Does my job diagram fulfill my purpose. The problem is , this job starts with reading all the rows of table t2 ...... and then reads t1 .. performs a join and so on.... I want this to be like : firsgt read t1 , everytime you encounter a null column value , do a lookup from table t2 and carry with the aggregation........ Is some kind of iteration also involved here ? Can you gimme some ideas as to how my job can be designed to achieve all of this.
Hi aviator, my suggestion would be: Because TOS does not support a back propagation of any values from the tMap to the lookup row I would use two steps. first part: tDBInput(t1) -> tFilterRow(check for missing fields) -> allFieldsOk -> tFileOutput(tempFile1)

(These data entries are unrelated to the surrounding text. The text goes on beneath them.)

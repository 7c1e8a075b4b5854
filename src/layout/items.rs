//! Reusable items and conversions shared by protocol layouts.

use super::{Conversion, ConversionError, Item, Value};
use crate::address::UniversalAddress;
use crate::chain::Chain;

/// 32-byte [`UniversalAddress`].
pub fn universal_address_item() -> Item {
    Item::bytes(32).convert(UniversalAddressConversion)
}

/// 2-byte Wormhole chain id decoded as [`Value::Chain`].
pub fn chain_item() -> Item {
    Item::uint(2).convert(ChainConversion { allow_any: false })
}

/// Like [`chain_item`], but id `0` ("all chains") decodes as [`Value::Null`].
pub fn chain_or_any_item() -> Item {
    Item::uint(2).convert(ChainConversion { allow_any: true })
}

/// 32-byte token amount.
pub fn amount_item() -> Item {
    Item::uint(32)
}

/// 8-byte emitter sequence number.
pub fn sequence_item() -> Item {
    Item::uint(8)
}

/// 65-byte recoverable secp256k1 signature.
pub fn signature_item() -> Item {
    Item::bytes(65)
}

/// ASCII string stored zero-padded in exactly `size` bytes.
pub fn fixed_string_item(size: usize, alignment: Alignment) -> Item {
    Item::bytes(size).convert(FixedStringConversion { size, alignment })
}

/// Pads `s` into `size` bytes, e.g. for a fixed governance module name.
pub fn fixed_string_bytes(
    s: &str,
    size: usize,
    alignment: Alignment,
) -> Result<Vec<u8>, ConversionError> {
    if s.len() > size {
        return Err(ConversionError::new(format!(
            "string {s:?} longer than {size} bytes"
        )));
    }
    let padding = vec![0u8; size - s.len()];
    Ok(match alignment {
        Alignment::Left => [s.as_bytes(), padding.as_slice()].concat(),
        Alignment::Right => [padding.as_slice(), s.as_bytes()].concat(),
    })
}

/// Where the text sits inside a zero-padded fixed-length string field
#[derive(Debug, Clone, Copy, PartialEq, Eq)]
pub enum Alignment {
    /// Text first, zero padding after
    Left,
    /// Zero padding first, text after
    Right,
}

#[derive(Debug, Clone, Copy)]
pub struct UniversalAddressConversion;

impl Conversion for UniversalAddressConversion {
    fn name(&self) -> &'static str {
        "UniversalAddress"
    }

    fn decode(&self, raw: Value) -> Result<Value, ConversionError> {
        let bytes = raw
            .as_bytes()
            .ok_or_else(|| ConversionError::new("address expects bytes"))?;
        UniversalAddress::from_slice(bytes)
            .map(Value::Address)
            .map_err(|err| ConversionError::new(err.to_string()))
    }

    fn encode(&self, value: &Value) -> Result<Value, ConversionError> {
        value
            .as_address()
            .map(|address| Value::Bytes(address.as_bytes().to_vec()))
            .ok_or_else(|| ConversionError::new(format!("expected address, got {}", value.kind())))
    }
}

#[derive(Debug, Clone, Copy)]
pub struct ChainConversion {
    pub allow_any: bool,
}

impl Conversion for ChainConversion {
    fn name(&self) -> &'static str {
        "Chain"
    }

    fn decode(&self, raw: Value) -> Result<Value, ConversionError> {
        let id = raw
            .as_u64()
            .and_then(|id| u16::try_from(id).ok())
            .ok_or_else(|| ConversionError::new("chain id expects a u16"))?;
        if id == 0 && self.allow_any {
            return Ok(Value::Null);
        }
        Chain::from_u16(id)
            .map(Value::Chain)
            .ok_or_else(|| ConversionError::new(format!("unknown chain id {id}")))
    }

    fn encode(&self, value: &Value) -> Result<Value, ConversionError> {
        match value {
            Value::Chain(chain) => Ok(Value::Uint(chain.as_u16().into())),
            Value::Null if self.allow_any => Ok(Value::Uint(0)),
            other => Err(ConversionError::new(format!(
                "expected chain, got {}",
                other.kind()
            ))),
        }
    }
}

#[derive(Debug, Clone, Copy)]
pub struct FixedStringConversion {
    pub size: usize,
    pub alignment: Alignment,
}

impl Conversion for FixedStringConversion {
    fn name(&self) -> &'static str {
        "FixedString"
    }

    fn decode(&self, raw: Value) -> Result<Value, ConversionError> {
        let bytes = raw
            .as_bytes()
            .ok_or_else(|| ConversionError::new("fixed string expects bytes"))?;
        let text = match self.alignment {
            Alignment::Left => {
                let end = bytes.iter().rposition(|b| *b != 0).map_or(0, |i| i + 1);
                &bytes[..end]
            }
            Alignment::Right => {
                let start = bytes.iter().position(|b| *b != 0).unwrap_or(bytes.len());
                &bytes[start..]
            }
        };
        std::str::from_utf8(text)
            .map(|s| Value::String(s.to_string()))
            .map_err(|err| ConversionError::new(format!("invalid utf-8: {err}")))
    }

    fn encode(&self, value: &Value) -> Result<Value, ConversionError> {
        let text = value
            .as_str()
            .ok_or_else(|| ConversionError::new(format!("expected string, got {}", value.kind())))?;
        fixed_string_bytes(text, self.size, self.alignment).map(Value::Bytes)
    }
}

-> fieldsNotOk -> tFlowToIterate -> tDBInput(dynamic SQL to read one row with missing data from table2) -> tMap (1::1-mapping output metadata like your hhh-connection, value set by input row for missing values or read from the globalMap for the primary row) -> tFileOutput(tempFile2) second part: tFileInput(tempFile1) |--> tJoin -> your flow based on all completed values tFileInput(tempFile2) With this you avoid the prefetch of the data of table2
Ok Thanks ! Is this what u mean , have attached a image , please check it.... This does not help ... the job starts reading my mysqlinput_3 (a table of 8 million rows ) first ....... But i want this to be read only if some null values are encountered from input_1 and a rejected values are sent through the filter....
IDEAS ??? THOUGHTS???
Other option: (Just in case the above suggested does not work ) or can i write a routine , that takes as input the rows returned by t1 and checks for null fields, if any field is null-it just performs a lookup in the table t2 .........creates a temporary table and updates all the null fields after lookup from t2.... and then carries on the aggregation
Hello aviator, remove tMysqlInput_3. You don't need it in my example. Select your data from your "8-million-table" in tMysqlInput_2 with a dedicated sql. In the tMap you need only one input and one output. Bye Volker
Hi Volker, Is this what u are saying(attached an image below.) The problem is , my query for mysqlinput_2 would be something like this: "select track_aol_id,track_title,track_number,album_aol_id, album_title,artist_aol_id,artist_name from audio_main_song where track_title=row8.trackTitle OR track_aol_id=row8.trackAolId AND artist_name=row8.artistName OR artist_aol_id=row8.artistAolId And album_title=row8.albumTitle OR album_aol_id=row8.albumAolId limit 1" Can i refer row8 fields here ??? (The rejected values) because i need to have them in my where clause while doing a lookup in my "8 million table" I get a error when i do this-----> Exception in component tMysqlInput_2 com.mysql.jdbc.exceptions.jdbc4.MySQLSyntaxErrorException: Unknown column 'row8.trackTitle' in 'where clause' Also in my tmap : apart from the fields that i am getting from mysqlinput_2, i need row8's rejected fields also (not all of them are null) Can i do that ?? Any inputs please ?